Marketers need to start producing a lot more content, and LinkedIn is the place they need to be distributing it.
That was the message VaynerMedia CEO and self-described “serial entrepreneur” Gary Vaynerchuk shared yesterday at the ANA’s Masters of B2B conference in Chicago.
Success in the future will hinge on quality of product and marketers’ ability to communicate those benefits. Vaynerchuk believes that brands should take a collective step back to see where the “white space” is, and play offense, rather than go into defensive mode focusing on the things they can’t accomplish.
Many marketers are too obsessed with potential reach, rather than actual reach. LinkedIn is the platform to focus on because, as a content distributor, today LinkedIn is similar to Facebook circa 2010-2013: Interest in content there is significant, and there is a lot of content, but not enough.
“There is no platform in the world that I’m bullish on more than LinkedIn for both B2B and B2C companies to produce content on,” he says, adding that energy and resources should be spent producing content at scale—five to 15 posts per day—to produce organic reach.
“We need a commitment to sheer volume of content,” say Vaynerchuk. “This industry is lazy with it comes to quantity. Every company in this room needs to figure out how to produce an ungodly amount of content in a cost-effective way.”
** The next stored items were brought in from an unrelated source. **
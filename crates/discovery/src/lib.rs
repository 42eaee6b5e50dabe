//! LAN broadcast discovery of picogo robots.
//!
//! The controller doesn't know a robot's address ahead of time, so it
//! broadcasts a `discover` packet to every IPv4 interface's broadcast
//! address and collects whichever robots reply within a short window.

use std::collections::HashSet;
use std::net::{IpAddr, Ipv4Addr, SocketAddr};
use std::time::Duration;

use thiserror::Error;
use tokio::time::Instant;
use tracing::{debug, warn};
use types::{HostMessage, RobotInfo, RobotMessage};

#[derive(Error, Debug)]
pub enum DiscoveryError {
    #[error("network error: {0}")]
    Protocol(#[from] protocol::ProtocolError),
    #[error("failed to enumerate network interfaces: {0}")]
    Interfaces(#[from] std::io::Error),
    #[error("no broadcast-capable IPv4 interface found")]
    NoInterfaces,
    #[error("{0} replied to discover with something other than robot_info")]
    UnexpectedReply(SocketAddr),
}

/// A robot found by [`discover`], paired with the address it replied from.
#[derive(Debug, Clone, PartialEq)]
pub struct DiscoveredRobot {
    pub addr: SocketAddr,
    pub info: RobotInfo,
}

/// Broadcast a `discover` packet on every usable interface and collect
/// replies for `timeout`, deduplicated by source IP (a robot with several
/// interfaces up, or one that replies to more than one broadcast, only
/// appears once).
pub async fn discover(timeout: Duration) -> Result<Vec<DiscoveredRobot>, DiscoveryError> {
    let socket = protocol::Socket::bind("0.0.0.0:0").await?;
    socket.set_broadcast(true)?;

    let targets = broadcast_targets()?;
    if targets.is_empty() {
        return Err(DiscoveryError::NoInterfaces);
    }
    for target in &targets {
        debug!(%target, "sending discover broadcast");
        socket.send(*target, &HostMessage::Discover).await?;
    }

    let mut seen: HashSet<IpAddr> = HashSet::new();
    let mut found: Vec<DiscoveredRobot> = Vec::new();
    let deadline = Instant::now() + timeout;

    loop {
        let remaining = deadline.saturating_duration_since(Instant::now());
        if remaining.is_zero() {
            break;
        }
        match tokio::time::timeout(remaining, socket.recv::<RobotMessage>()).await {
            Ok(Ok((from, RobotMessage::RobotInfo(info)))) => {
                // Keep the first reply from a given IP and preserve arrival
                // order; a robot that answers more than once (multiple
                // interfaces, or simply a duplicate broadcast) must not push
                // itself further down the list or overwrite its own entry.
                if seen.insert(from.ip()) {
                    found.push(DiscoveredRobot {
                        addr: SocketAddr::new(from.ip(), protocol::PORT),
                        info,
                    });
                }
            }
            Ok(Ok(_other)) => {
                // Not a discovery reply; ignore and keep listening.
            }
            Ok(Err(err)) => {
                warn!(%err, "malformed packet during discovery");
            }
            Err(_elapsed) => break,
        }
    }

    Ok(found)
}

/// Probe a single known address directly, bypassing broadcast. Used to
/// reconnect to a robot whose address was cached from a previous session.
pub async fn probe(addr: SocketAddr, timeout: Duration) -> Result<RobotInfo, DiscoveryError> {
    let socket = protocol::Socket::bind("0.0.0.0:0").await?;
    socket.send(addr, &HostMessage::Discover).await?;

    let (from, msg): (_, RobotMessage) =
        tokio::time::timeout(timeout, socket.recv())
            .await
            .map_err(|_| protocol::ProtocolError::Io(std::io::Error::new(
                std::io::ErrorKind::TimedOut,
                "robot did not respond to discover",
            )))??;

    match msg {
        RobotMessage::RobotInfo(info) => Ok(info),
        _ => Err(DiscoveryError::UnexpectedReply(from)),
    }
}

/// Interface name prefixes used by VPN clients and container runtimes. A
/// broadcast sent out one of these never reaches a robot and just adds noise
/// (and, for some VPNs, a confusing "discover" echoed back to ourselves).
const EXCLUDED_INTERFACE_PREFIXES: &[&str] = &["docker", "veth", "br-", "tun", "tap", "wg", "utun", "zt"];

fn is_excluded_interface(name: &str) -> bool {
    let name = name.to_ascii_lowercase();
    EXCLUDED_INTERFACE_PREFIXES
        .iter()
        .any(|prefix| name.starts_with(prefix))
}

/// Docker's default bridge network, excluded even if reached through an
/// interface name this doesn't recognize (e.g. a renamed bridge).
fn is_docker_default_bridge(addr: Ipv4Addr) -> bool {
    addr.octets()[0] == 172 && (16..=31).contains(&addr.octets()[1])
}

fn broadcast_targets() -> Result<Vec<SocketAddr>, DiscoveryError> {
    let interfaces = if_addrs::get_if_addrs()?;
    let targets = interfaces
        .into_iter()
        .filter(|iface| !iface.is_loopback())
        .filter(|iface| !is_excluded_interface(&iface.name))
        .filter_map(|iface| match iface.addr {
            if_addrs::IfAddr::V4(v4) => v4.broadcast,
            if_addrs::IfAddr::V6(_) => None,
        })
        .filter(|bcast| !is_docker_default_bridge(*bcast))
        .map(|bcast| SocketAddr::new(IpAddr::V4(bcast), protocol::PORT))
        .collect();
    Ok(targets)
}

#[cfg(test)]
mod tests {
    use super::*;
    use types::{Calibration, Color};

    fn sample_info(name: &str) -> RobotInfo {
        RobotInfo {
            robot_id: 1,
            name: name.into(),
            firmware_version: "0.1.0".into(),
            color: Color { r: 255, g: 0, b: 0 },
            calibration: Calibration::default(),
            battery_percent: Some(90.0),
        }
    }

    /// Mirrors the dedup-and-order logic in `discover`'s receive loop,
    /// without needing a live socket to drive it.
    fn dedupe_keep_first(replies: impl IntoIterator<Item = (IpAddr, RobotInfo)>) -> Vec<DiscoveredRobot> {
        let mut seen = HashSet::new();
        let mut found = Vec::new();
        for (ip, info) in replies {
            if seen.insert(ip) {
                found.push(DiscoveredRobot {
                    addr: SocketAddr::new(ip, protocol::PORT),
                    info,
                });
            }
        }
        found
    }

    #[test]
    fn discovered_robots_dedupe_by_source_ip_keeping_the_first() {
        let ip: IpAddr = "192.168.1.50".parse().unwrap();
        let found = dedupe_keep_first([
            (ip, sample_info("First Reply")),
            (ip, sample_info("Second Reply")),
        ]);
        assert_eq!(found.len(), 1);
        assert_eq!(found[0].info.name, "First Reply");
    }

    #[test]
    fn discovered_robots_preserve_arrival_order_across_subnets() {
        let first: IpAddr = "10.0.0.5".parse().unwrap();
        let second: IpAddr = "192.168.1.9".parse().unwrap();
        let found = dedupe_keep_first([
            (first, sample_info("Robot A")),
            (second, sample_info("Robot B")),
        ]);
        assert_eq!(found.len(), 2);
        assert_eq!(found[0].addr.ip(), first);
        assert_eq!(found[1].addr.ip(), second);
    }

    #[test]
    fn docker_and_vpn_interfaces_are_excluded_by_name() {
        assert!(is_excluded_interface("docker0"));
        assert!(is_excluded_interface("veth1234abc"));
        assert!(is_excluded_interface("tun0"));
        assert!(is_excluded_interface("wg0"));
        assert!(!is_excluded_interface("eth0"));
        assert!(!is_excluded_interface("wlan0"));
    }

    #[test]
    fn docker_default_bridge_range_is_excluded_even_if_renamed() {
        assert!(is_docker_default_bridge("172.17.255.255".parse().unwrap()));
        assert!(!is_docker_default_bridge("192.168.1.255".parse().unwrap()));
    }
}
Of course, there has to be value in the content; you can’t have quantity without quality. Quality content in B2B reaches the right person to help them with their business results. It is possible, he says, to create contextual creative at scale and then amplify it to get qualitative and quantitative feedback. Over the next 35 months, there is a lot of “whitespace” on LinkedIn, he says. Brands need to produce those five to 15 pieces of quality content daily, and then read the feedback, to make bigger pieces of content that reach your audience. Using this knowledge gives better insight than “just having people in an ivory tower guessing” what prospects want, he says.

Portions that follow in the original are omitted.